Swim lessons are tailored to the specific abilities of each child with special needs. For nonverbal swimmers, instruction is very visual and the instructors demonstrate swimming moves. Parents are also asked to remain close by to assist in communicating with the child f the instructor feels it would benefit the lesson. For children who have issues with overstimulation, more breaks are built into each lesson to promote calmness and focus. For children who have physical disabilities, the lessons are focused on strengthening weaknesses to support the body in the water.
Swim lessons are adapted from the Red Cross Safety Training for Swim Coaches protocol to meet the needs of a child with special needs. Lessons are one-on-one with certified swim coaches and instructors that have been privately trained to instruct children with special needs. For non-verbal swimmers, instructors use visual modeling to show the student what to do. Instructors are patient with swimmers who have ADD/ADHD as well as challenging behavioral issues, such as kids prone to tantrums or not following direction. The program is welcoming to all children on the spectrum.
92Y Special Needs Program for Children
1395 Lexington Ave., Upper East Side
Lane Wineski, director of aquatics
Offers group and private swimming lessons to children with disabilities. Instructors provide support, hints, and cues to swimmers that can be verbal or illustrative. Basic water skills such as breathing, maneuvering underwater, and flotation are mastered prior to teaching various strokes.

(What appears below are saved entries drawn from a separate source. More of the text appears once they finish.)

//! `Record` and `RecordSet`: the unit every writer consumes.
//!
//! # Invariant
//!
//! Every record in a [`RecordSet`] has exactly the set's field-name
//! sequence.  The set checks this on every insertion, so writers can emit the
//! schema once (header row, table head, …) and then trust each record's
//! values to line up with it.
//!
//! Both types are write-once: there is no API for changing a value after
//! construction, and writers only ever receive `&RecordSet`.

use crate::{CoreError, CoreResult, Schema, Value};

// ── Record ────────────────────────────────────────────────────────────────────

/// An ordered mapping of field names to scalar values.
#[derive(Clone, Debug, PartialEq)]
pub struct Record {
    schema: Schema,
    values: Vec<Value>,
}

impl Record {
    /// Pair `values` with `schema`.  The two must have the same length.
    pub fn new(schema: Schema, values: Vec<Value>) -> CoreResult<Self> {
        if schema.len() != values.len() {
            return Err(CoreError::Arity { expected: schema.len(), found: values.len() });
        }
        Ok(Record { schema, values })
    }

    /// Build a record (and a fresh schema) from `(field, value)` pairs.
    ///
    /// Prefer [`Record::new`] with a shared [`Schema`] when producing many
    /// records of the same shape.
    pub fn from_pairs<I, K, V>(pairs: I) -> CoreResult<Self>
    where
        I: IntoIterator<Item = (K, V)>,
        K: Into<String>,
        V: Into<Value>,
    {
        let (fields, values): (Vec<String>, Vec<Value>) =
            pairs.into_iter().map(|(k, v)| (k.into(), v.into())).unzip();
        Record::new(Schema::new(fields)?, values)
    }

    #[inline]
    pub fn schema(&self) -> &Schema {
        &self.schema
    }

    /// Values in schema order.
    #[inline]
    pub fn values(&self) -> &[Value] {
        &self.values
    }

    /// Look up a value by field name.
    pub fn get(&self, field: &str) -> Option<&Value> {
        self.schema.position(field).map(|i| &self.values[i])
    }

    /// `(field, value)` pairs in schema order.
    pub fn iter(&self) -> impl Iterator<Item = (&str, &Value)> {
        self.schema.iter().zip(self.values.iter())
    }
}

#[cfg(feature = "serde")]
impl serde::Serialize for Record {
    fn serialize<S: serde::Serializer>(&self, serializer: S) -> Result<S::Ok, S::Error> {
        use serde::ser::SerializeMap;

        let mut map = serializer.serialize_map(Some(self.values.len()))?;
        for (field, value) in self.iter() {
            map.serialize_entry(field, value)?;
        }
        map.end()
    }
}

// ── RecordSet ─────────────────────────────────────────────────────────────────

/// An ordered, schema-uniform sequence of records.
///
/// An empty set still carries its schema, so header-bearing formats can emit
/// a header with no rows.
#[derive(Clone, Debug, PartialEq)]
pub struct RecordSet {
    schema:  Schema,
    records: Vec<Record>,
}

impl RecordSet {
    /// An empty set whose records must match `schema`.
    pub fn new(schema: Schema) -> Self {
        RecordSet { schema, records: Vec::new() }
    }

    /// An empty set with no schema at all.
    pub fn empty() -> Self {
        RecordSet::new(Schema::empty())
    }

    /// Collect `records` into a set, taking the schema from the first one.
    ///
    /// An empty `Vec` yields a schema-less empty set.
    pub fn from_records(records: Vec<Record>) -> CoreResult<Self> {
        let schema = records.first().map(|r| r.schema.clone()).unwrap_or_else(Schema::empty);
        let mut set = RecordSet { schema, records: Vec::with_capacity(records.len()) };
        for record in records {
            set.push(record)?;
        }
        Ok(set)
    }

    /// Append `record`, rejecting it if its schema differs from the set's.
    pub fn push(&mut self, record: Record) -> CoreResult<()> {
        if record.schema != self.schema {
            return Err(CoreError::SchemaMismatch {
                expected: self.schema.clone(),
                found:    record.schema.clone(),
            });
        }
        self.records.push(record);
        Ok(())
    }

    #[inline]
    pub fn schema(&self) -> &Schema {
        &self.schema
    }

    #[inline]
    pub fn records(&self) -> &[Record] {
        &self.records
    }

    #[inline]
    pub fn len(&self) -> usize {
        self.records.len()
    }

    #[inline]
    pub fn is_empty(&self) -> bool {
        self.records.is_empty()
    }

    pub fn iter(&self) -> std::slice::Iter<'_, Record> {
        self.records.iter()
    }
}

impl<'a> IntoIterator for &'a RecordSet {
    type Item = &'a Record;
    type IntoIter = std::slice::Iter<'a, Record>;

    fn into_iter(self) -> Self::IntoIter {
        self.records.iter()
    }
}

#[cfg(feature = "serde")]
impl serde::Serialize for RecordSet {
    fn serialize<S: serde::Serializer>(&self, serializer: S) -> Result<S::Ok, S::Error> {
        serializer.collect_seq(self.records.iter())
    }
}
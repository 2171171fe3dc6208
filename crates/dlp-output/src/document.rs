//! Document writer over a word-processing automation engine.
//!
//! # Engine model
//!
//! The engine is reached through two traits:
//!
//! - [`DocumentEngine`] reports availability and starts sessions.  Starting
//!   is fallible; a failed start is treated exactly like a missing engine.
//! - [`DocumentSession`] is one live automation session holding one
//!   in-progress document.
//!
//! A session is always held in a [`SessionGuard`], whose `Drop` quits it.
//! That covers every exit path out of [`DocumentWriter::write_document`]:
//! success, `?` on an automation error, and unwinding.  Errors from `quit`
//! itself are logged and dropped so they never replace the outcome that
//! caused the exit.
//!
//! Sessions are never shared: every call starts its own and the guard ends it.

use std::ops::{Deref, DerefMut};
use std::path::Path;

use dlp_core::RecordSet;
use thiserror::Error;

use crate::writer::{Format, FormatWriter, WriteResult, discard_partial};
use crate::Capability;

/// Errors raised by a document engine or session.
#[derive(Debug, Error)]
pub enum EngineError {
    #[error("engine is not available")]
    Unavailable,

    #[error("engine failed to start: {0}")]
    Start(String),

    #[error("automation error: {0}")]
    Automation(String),

    #[error("save failed: {0}")]
    Save(String),

    #[error("I/O error: {0}")]
    Io(#[from] std::io::Error),
}

/// One automation session with one open document.
pub trait DocumentSession {
    /// Append a top-level heading.
    fn heading(&mut self, text: &str) -> Result<(), EngineError>;

    /// Append a body paragraph.  An empty `text` appends a blank paragraph.
    fn paragraph(&mut self, text: &str) -> Result<(), EngineError>;

    /// Save the document to `path`.
    fn save_as(&mut self, path: &Path) -> Result<(), EngineError>;

    /// Close the document and end the session.  Must tolerate being called
    /// after a failed or partial write.
    fn quit(&mut self) -> Result<(), EngineError>;
}

/// A word-processing engine that can start sessions.
pub trait DocumentEngine {
    type Session: DocumentSession;

    /// Cheap, side-effect-free presence check.
    fn is_available(&self) -> bool;

    fn start(&self) -> Result<Self::Session, EngineError>;
}

// ── SessionGuard ──────────────────────────────────────────────────────────────

/// Owns a session and quits it when dropped.
pub struct SessionGuard<S: DocumentSession> {
    session: S,
}

impl<S: DocumentSession> SessionGuard<S> {
    pub fn new(session: S) -> Self {
        SessionGuard { session }
    }
}

impl<S: DocumentSession> Deref for SessionGuard<S> {
    type Target = S;

    fn deref(&self) -> &S {
        &self.session
    }
}

impl<S: DocumentSession> DerefMut for SessionGuard<S> {
    fn deref_mut(&mut self) -> &mut S {
        &mut self.session
    }
}

impl<S: DocumentSession> Drop for SessionGuard<S> {
    fn drop(&mut self) {
        if let Err(e) = self.session.quit() {
            tracing::warn!(error = %e, "document session did not quit cleanly");
        }
    }
}

// ── UnavailableEngine ─────────────────────────────────────────────────────────

/// Stand-in engine for builds without one.  Never available, never starts.
#[derive(Debug, Default, Clone, Copy)]
pub struct UnavailableEngine;

/// Session type of [`UnavailableEngine`]; cannot be constructed.
pub enum NoSession {}

impl DocumentSession for NoSession {
    fn heading(&mut self, _text: &str) -> Result<(), EngineError> {
        match *self {}
    }

    fn paragraph(&mut self, _text: &str) -> Result<(), EngineError> {
        match *self {}
    }

    fn save_as(&mut self, _path: &Path) -> Result<(), EngineError> {
        match *self {}
    }

    fn quit(&mut self) -> Result<(), EngineError> {
        match *self {}
    }
}

impl DocumentEngine for UnavailableEngine {
    type Session = NoSession;

    fn is_available(&self) -> bool {
        false
    }

    fn start(&self) -> Result<NoSession, EngineError> {
        Err(EngineError::Unavailable)
    }
}

/// The engine compiled into this build.
#[cfg(feature = "docx")]
pub type DefaultEngine = crate::docx::DocxEngine;

/// The engine compiled into this build.
#[cfg(not(feature = "docx"))]
pub type DefaultEngine = UnavailableEngine;

// ── DocumentWriter ────────────────────────────────────────────────────────────

/// Writes a record set as a word-processing document.
///
/// Layout: the title as a heading, then one `field: value` paragraph per
/// field, with a blank paragraph between records.
pub struct DocumentWriter<E: DocumentEngine> {
    engine:  E,
    title:   String,
    enabled: bool,
}

impl<E: DocumentEngine> DocumentWriter<E> {
    /// `enabled` is the probe result for [`Capability::Document`]; when
    /// `false` the engine is never started.
    pub fn new(engine: E, title: impl Into<String>, enabled: bool) -> Self {
        DocumentWriter { engine, title: title.into(), enabled }
    }

    /// Write `records` as a document titled `title`.
    ///
    /// Returns `false` if the engine is missing, fails to start, or fails at
    /// any later step; any partial file is removed.  Never propagates.
    pub fn write_document(&self, records: &RecordSet, dest: &Path, title: &str) -> bool {
        if !self.enabled || !self.engine.is_available() {
            tracing::debug!(path = %dest.display(), "document capability unavailable");
            return false;
        }
        match self.try_write(records, dest, title) {
            Ok(()) => true,
            Err(e) => {
                tracing::warn!(path = %dest.display(), error = %e, "document not produced");
                discard_partial(dest);
                false
            }
        }
    }

    fn try_write(&self, records: &RecordSet, dest: &Path, title: &str) -> Result<(), EngineError> {
        let mut session = SessionGuard::new(self.engine.start()?);
        session.heading(title)?;
        for (i, record) in records.iter().enumerate() {
            if i > 0 {
                session.paragraph("")?;
            }
            for (field, value) in record.iter() {
                session.paragraph(&format!("{field}: {value}"))?;
            }
        }
        session.save_as(dest)
    }
}

impl<E: DocumentEngine> FormatWriter for DocumentWriter<E> {
    fn format(&self) -> Format {
        Format::Docx
    }

    fn write(&self, records: &RecordSet, dest: &Path) -> WriteResult {
        if self.write_document(records, dest, &self.title) {
            WriteResult::Written(dest.to_path_buf())
        } else {
            WriteResult::Skipped(Capability::Document)
        }
    }
}
//! The `FormatWriter` trait implemented by every output format.

use std::fmt;
use std::path::{Path, PathBuf};

use dlp_core::RecordSet;

use crate::{Capability, OutputError, OutputResult};

/// The closed set of output formats, in the order the driver runs them.
#[derive(Copy, Clone, PartialEq, Eq, Hash, Debug)]
pub enum Format {
    Csv,
    Json,
    Xml,
    Html,
    Text,
    Xlsx,
    Docx,
}

impl Format {
    /// File extension, without the dot.
    pub fn extension(self) -> &'static str {
        match self {
            Format::Csv  => "csv",
            Format::Json => "json",
            Format::Xml  => "xml",
            Format::Html => "html",
            Format::Text => "txt",
            Format::Xlsx => "xlsx",
            Format::Docx => "docx",
        }
    }

    /// The optional capability this format needs, if any.
    pub fn capability(self) -> Option<Capability> {
        match self {
            Format::Xlsx => Some(Capability::Spreadsheet),
            Format::Docx => Some(Capability::Document),
            _ => None,
        }
    }
}

impl fmt::Display for Format {
    fn fmt(&self, f: &mut fmt::Formatter<'_>) -> fmt::Result {
        f.write_str(self.extension())
    }
}

/// Outcome of one writer invocation.
#[derive(Debug)]
pub enum WriteResult {
    /// The artifact was written to this path.
    Written(PathBuf),
    /// An optional capability was missing (or failed); nothing was written.
    Skipped(Capability),
    /// A required writer could not produce its artifact.
    Failed(OutputError),
}

impl WriteResult {
    /// Map a required writer's result onto a `WriteResult`.
    pub fn from_output(dest: &Path, result: OutputResult<()>) -> Self {
        match result {
            Ok(()) => WriteResult::Written(dest.to_path_buf()),
            Err(e) => WriteResult::Failed(e),
        }
    }

    #[inline]
    pub fn is_written(&self) -> bool {
        matches!(self, WriteResult::Written(_))
    }

    #[inline]
    pub fn is_skipped(&self) -> bool {
        matches!(self, WriteResult::Skipped(_))
    }

    pub fn error(&self) -> Option<&OutputError> {
        match self {
            WriteResult::Failed(e) => Some(e),
            _ => None,
        }
    }
}

/// Trait implemented by every format writer.
///
/// Writers never mutate the record set and never create parent directories;
/// the caller owns the destination layout.
pub trait FormatWriter {
    fn format(&self) -> Format;

    /// Serialize `records` to `dest`.  Attempted exactly once; no retries.
    fn write(&self, records: &RecordSet, dest: &Path) -> WriteResult;
}

/// Remove whatever a failed optional writer left at `dest`.
///
/// Removal errors are ignored: the file may never have been created.
pub(crate) fn discard_partial(dest: &Path) {
    if std::fs::remove_file(dest).is_ok() {
        tracing::debug!(path = %dest.display(), "removed partial artifact");
    }
}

Take Me to the Water Swim School
Locations in Manhattan, Brooklyn, Queens, Westchester, and New Jersey
Services a lot of camps for children with special needs. Believes that kids with special needs aren’t different, they just need to be taught differently. Generally, teaches special needs kids that they can float in the water. When they’re on their stomach, they naturally go into a vertical position. If they can lie on their back, they can spread their arms and legs they can float. That’s the best thing to teach someone that often has learning disabilities.